Police have declined to comment, saying records that old would have been erased under Austria's statutes of limitation. But authorities are awaiting old court records that the media say document the case.

Christine R. said her sister reacted with "shock" but believed in the maxim that "everyone makes a mistake" and focused on keeping her family healthy.

"I think this changed their relationship a little," Christine R. said. "You can surely imagine that a woman in such a situation would have been utterly broken and shocked over something like this."

As time went on, the relationship between Fritzl and his wife soured, and "there were some things she had to swallow, curses and so on," said the sister.

No warning signs
Still, there were no warning signs that something was disturbing about the relationship between the father and Elisabeth, whom police say may have been sexually abused when she was as young as 12.

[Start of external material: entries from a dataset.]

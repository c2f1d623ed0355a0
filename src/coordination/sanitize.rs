use serde_json::Value;

/// Field names treated as secret once case and separators are folded away
const SECRET_NAMES: [&str; 21] = [
    "password",
    "passwd",
    "passphrase",
    "secret",
    "apikey",
    "apisecret",
    "clientsecret",
    "secretkey",
    "privatekey",
    "accesstoken",
    "refreshtoken",
    "authtoken",
    "apitoken",
    "idtoken",
    "sessiontoken",
    "bearertoken",
    "credential",
    "credentials",
    "otp",
    "mnemonic",
    "seedphrase",
];

/// Lowercase words of a key, split on `_`, `-` and camelCase boundaries
fn segments(key: &str) -> Vec<String> {
    let mut words = Vec::new();
    let mut current = String::new();
    let mut prev_lower = false;

    for c in key.chars() {
        if c == '_' || c == '-' {
            if !current.is_empty() {
                words.push(std::mem::take(&mut current));
            }
            prev_lower = false;
            continue;
        }
        if c.is_ascii_uppercase() && prev_lower && !current.is_empty() {
            words.push(std::mem::take(&mut current));
        }
        prev_lower = c.is_ascii_lowercase() || c.is_ascii_digit();
        current.push(c.to_ascii_lowercase());
    }
    if !current.is_empty() {
        words.push(current);
    }
    words
}

/// A key is secret when the whole name, its last word, or its last two
/// words form one of [`SECRET_NAMES`]. `token` or `footprint` alone are not.
fn is_secret_key(key: &str) -> bool {
    let words = segments(key);
    if is_secret_name(&words.concat()) {
        return true;
    }
    match words.as_slice() {
        [.., last] if is_secret_name(last) => true,
        [.., a, b] => is_secret_name(&format!("{}{}", a, b)),
        _ => false,
    }
}

fn is_secret_name(name: &str) -> bool {
    SECRET_NAMES.contains(&name)
}

/// Copy of `value` with every secret-looking field removed, at any depth
pub fn sanitize(value: &Value) -> Value {
    match value {
        Value::Object(fields) => Value::Object(
            fields
                .iter()
                .filter(|(k, _)| !is_secret_key(k))
                .map(|(k, v)| (k.clone(), sanitize(v)))
                .collect(),
        ),
        Value::Array(items) => Value::Array(items.iter().map(sanitize).collect()),
        other => other.clone(),
    }
}
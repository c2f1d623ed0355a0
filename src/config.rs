use config::{Config, ConfigError, Environment, File};
use serde::{Deserialize, Serialize};
use std::path::{Path, PathBuf};

use crate::coordination::CoordinatorConfig;
use crate::sync::SyncConfig;
use crate::transport::DEFAULT_RELAY_PREFIX;

#[derive(Debug, Clone, Default, Serialize, Deserialize)]
pub struct AppConfig {
    #[serde(default)]
    pub transport: TransportConfig,
    #[serde(default)]
    pub coordinator: CoordinatorConfig,
    #[serde(default)]
    pub sync: SyncConfig,
    #[serde(default)]
    pub store: StoreConfig,
    #[serde(default)]
    pub logging: LoggingConfig,
}

#[derive(Debug, Clone, Serialize, Deserialize)]
#[serde(default)]
pub struct TransportConfig {
    /// Use the native broadcast hub; when false every peer uses the storage relay
    pub native: bool,
    /// Store key prefix for relayed messages
    pub relay_prefix: String,
}

impl Default for TransportConfig {
    fn default() -> Self {
        Self {
            native: true,
            relay_prefix: DEFAULT_RELAY_PREFIX.to_string(),
        }
    }
}

#[derive(Debug, Clone, Copy, Default, PartialEq, Eq, Serialize, Deserialize)]
#[serde(rename_all = "snake_case")]
pub enum StoreBackend {
    #[default]
    Memory,
    File,
}

#[derive(Debug, Clone, Default, Serialize, Deserialize)]
pub struct StoreConfig {
    #[serde(default)]
    pub backend: StoreBackend,
    /// Directory for the file backend
    #[serde(default)]
    pub dir: Option<PathBuf>,
}

impl StoreConfig {
    /// Directory for the file backend, falling back to the platform data dir
    pub fn resolved_dir(&self) -> PathBuf {
        self.dir.clone().unwrap_or_else(|| {
            dirs::data_local_dir()
                .unwrap_or_else(std::env::temp_dir)
                .join("tabsync")
        })
    }
}

#[derive(Debug, Clone, Serialize, Deserialize)]
pub struct LoggingConfig {
    /// Log level (trace, debug, info, warn, error)
    #[serde(default = "default_log_level")]
    pub level: String,
    /// Enable JSON formatted logs
    #[serde(default)]
    pub json: bool,
    /// Daily rolling log files go here when set
    #[serde(default)]
    pub dir: Option<PathBuf>,
}

impl Default for LoggingConfig {
    fn default() -> Self {
        Self {
            level: default_log_level(),
            json: false,
            dir: None,
        }
    }
}

fn default_log_level() -> String {
    "info".to_string()
}

impl AppConfig {
    /// Load configuration from files and environment
    pub fn load() -> Result<Self, ConfigError> {
        Self::load_from("config")
    }

    /// Load configuration from a specific directory
    pub fn load_from<P: AsRef<Path>>(config_dir: P) -> Result<Self, ConfigError> {
        let config_dir = config_dir.as_ref();

        let builder = Config::builder()
            .set_default("logging.level", "info")?
            .set_default("logging.json", false)?
            .set_default("transport.native", true)?
            .set_default("coordinator.sweep_interval_ms", 5_000)?
            .add_source(File::from(config_dir.join("default.toml")).required(false))
            // Environment-specific config (e.g., config/production.toml)
            .add_source(
                File::from(config_dir.join(
                    std::env::var("TABSYNC_ENV").unwrap_or_else(|_| "development".to_string()),
                ))
                .required(false),
            )
            // Environment overrides (TABSYNC_SYNC__NAMESPACE, etc.)
            .add_source(
                Environment::with_prefix("TABSYNC")
                    .separator("__")
                    .try_parsing(true),
            );

        builder.build()?.try_deserialize()
    }

    /// Validate configuration values, reporting every problem at once
    pub fn validate(&self) -> Result<(), Vec<String>> {
        let mut errors = Vec::new();

        if self.coordinator.sweep_interval_ms == 0 {
            errors.push("coordinator.sweep_interval_ms must be positive".to_string());
        }

        if self.coordinator.history_capacity == 0 {
            errors.push("coordinator.history_capacity must be positive".to_string());
        }

        if self.coordinator.conflict_bucket_ms == 0 {
            errors.push("coordinator.conflict_bucket_ms must be positive".to_string());
        }

        if self.sync.timer_resolution_ms == 0 {
            errors.push("sync.timer_resolution_ms must be positive".to_string());
        }

        if self.sync.namespace.is_empty() {
            errors.push("sync.namespace must not be empty".to_string());
        }

        if self.transport.relay_prefix.is_empty() {
            errors.push("transport.relay_prefix must not be empty".to_string());
        } else if self.transport.relay_prefix.starts_with(&self.sync.state_prefix()) {
            errors.push("transport.relay_prefix must not overlap the state namespace".to_string());
        }

        if !matches!(
            self.logging.level.as_str(),
            "trace" | "debug" | "info" | "warn" | "error"
        ) {
            errors.push(format!("unknown logging.level: {}", self.logging.level));
        }

        if errors.is_empty() {
            Ok(())
        } else {
            Err(errors)
        }
    }
}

"He was just as strict with her as he was to every other child," Christine R. said. "There was nothing in particular that could lead you to say he was more intimate with her. From the child as well it never came out. She never confided in anyone."

Authorities first began to unravel the complex story on April 19, when Elisabeth's eldest daughter was admitted to a hospital suffering from an unidentified infection.

Doctors, unable to find any medical records for the girl, appealed on TV for her mother to come forward. Fritzl then accompanied Elisabeth to the hospital April 26 and opened up to police.

Fritzl has not been formally charged. He faces up to 15 years in prison if he is ultimately convicted on rape charges, the most grave of his alleged offenses, unless prosecutors can charge him with "murder through failure to act" in connection with the death of the infant. That is punishable by up to 20 years in prison.

Christine R. said she laset spoke to her sister "four or five days" after the daughter's admission to the hospital, which would mean about a day or two before Fritzl's arrest. She said she has received updates on the condition of her sister and Elisabeth from a "good source."

"My sister is apparently doing very badly and Elisabeth is not in the best shape either," she said. "I know my sister and when something is wrong with her children the world collapses.

"For sure, the world has collapsed for her."